## Task instructions
From the records below, pull each line that has "peers".

## The records
....
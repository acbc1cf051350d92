use thiserror::Error;

use crate::peer::PeerKey;

pub type Result<T, E = Error> = std::result::Result<T, E>;

#[derive(Debug, Error, PartialEq, Eq)]
pub enum Error {
    #[error("invalid tracker configuration: {0}")]
    InvalidConfig(String),
    #[error("peer {0} has never been recorded")]
    UnknownPeer(PeerKey),
    /// The peer is known but none of its samples are inside the retention window,
    /// so its average latency is undefined.
    #[error("peer {0} has no samples inside the retention window")]
    EmptySeries(PeerKey),
}

impl Error {
    pub(crate) fn invalid_config(msg: impl Into<String>) -> Self {
        Self::InvalidConfig(msg.into())
    }
}
use std::{sync::Arc, time::Duration};

use log::{info, trace};
use tokio::{
    select,
    sync::{oneshot, watch},
    task::JoinHandle,
    time::{interval, MissedTickBehavior},
};
use tokio_stream::wrappers::WatchStream;

use crate::{clock::Clock, peer::PeerKey, tracker::Tracker};

/// Periodically ranks the peers of a [Tracker] and publishes the `n` best ones.
///
/// The ranking task runs on the current tokio runtime. A new ranking is only published when it
/// differs from the previous one, so subscribers are woken up when the best peers change.
pub struct RankingPublisher {
    rankings: watch::Receiver<Vec<PeerKey>>,
    shutdown_sender: Option<oneshot::Sender<()>>,
    ranking_task: JoinHandle<()>,
}

impl RankingPublisher {
    pub fn spawn<C: Clock>(tracker: Arc<Tracker<C>>, every: Duration, n: usize) -> Self {
        let (rankings_sender, rankings) = watch::channel(tracker.top_n(n));
        let (shutdown_sender, shutdown_receiver) = oneshot::channel();
        let ranking_task = tokio::spawn(Self::ranking_task(
            tracker,
            every,
            n,
            rankings_sender,
            shutdown_receiver,
        ));
        Self {
            rankings,
            shutdown_sender: Some(shutdown_sender),
            ranking_task,
        }
    }

    async fn ranking_task<C: Clock>(
        tracker: Arc<Tracker<C>>,
        every: Duration,
        n: usize,
        rankings_sender: watch::Sender<Vec<PeerKey>>,
        mut shutdown_receiver: oneshot::Receiver<()>,
    ) {
        info!("Publishing the top {} peers every {:?}", n, every);
        let mut ticks = interval(every);
        ticks.set_missed_tick_behavior(MissedTickBehavior::Delay);
        loop {
            select! {
                _ = &mut shutdown_receiver => break,
                _ = ticks.tick() => {
                    let top = tracker.top_n(n);
                    rankings_sender.send_if_modified(|published| {
                        if *published == top {
                            false
                        } else {
                            trace!("Top peers changed to {:?}", top);
                            *published = top;
                            true
                        }
                    });
                }
            }
        }
        info!("Stopped publishing peer rankings");
    }

    /// The last published ranking
    pub fn latest(&self) -> Vec<PeerKey> {
        self.rankings.borrow().clone()
    }

    /// A stream yielding the current ranking, then every new one.
    pub fn subscribe(&self) -> WatchStream<Vec<PeerKey>> {
        WatchStream::new(self.rankings.clone())
    }

    pub fn receiver(&self) -> watch::Receiver<Vec<PeerKey>> {
        self.rankings.clone()
    }

    /// Stops the ranking task and waits for it to finish.
    pub async fn shutdown(mut self) {
        if let Some(shutdown_sender) = self.shutdown_sender.take() {
            let _ = shutdown_sender.send(());
        }
        let _ = (&mut self.ranking_task).await;
    }
}

impl Drop for RankingPublisher {
    fn drop(&mut self) {
        self.ranking_task.abort();
    }
}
....
## Answer space
/// Periodically ranks the peers of a [Tracker] and publishes the `n` best ones.
/// differs from the previous one, so subscribers are woken up when the best peers change.
        info!("Publishing the top {} peers every {:?}", n, every);
                            trace!("Top peers changed to {:?}", top);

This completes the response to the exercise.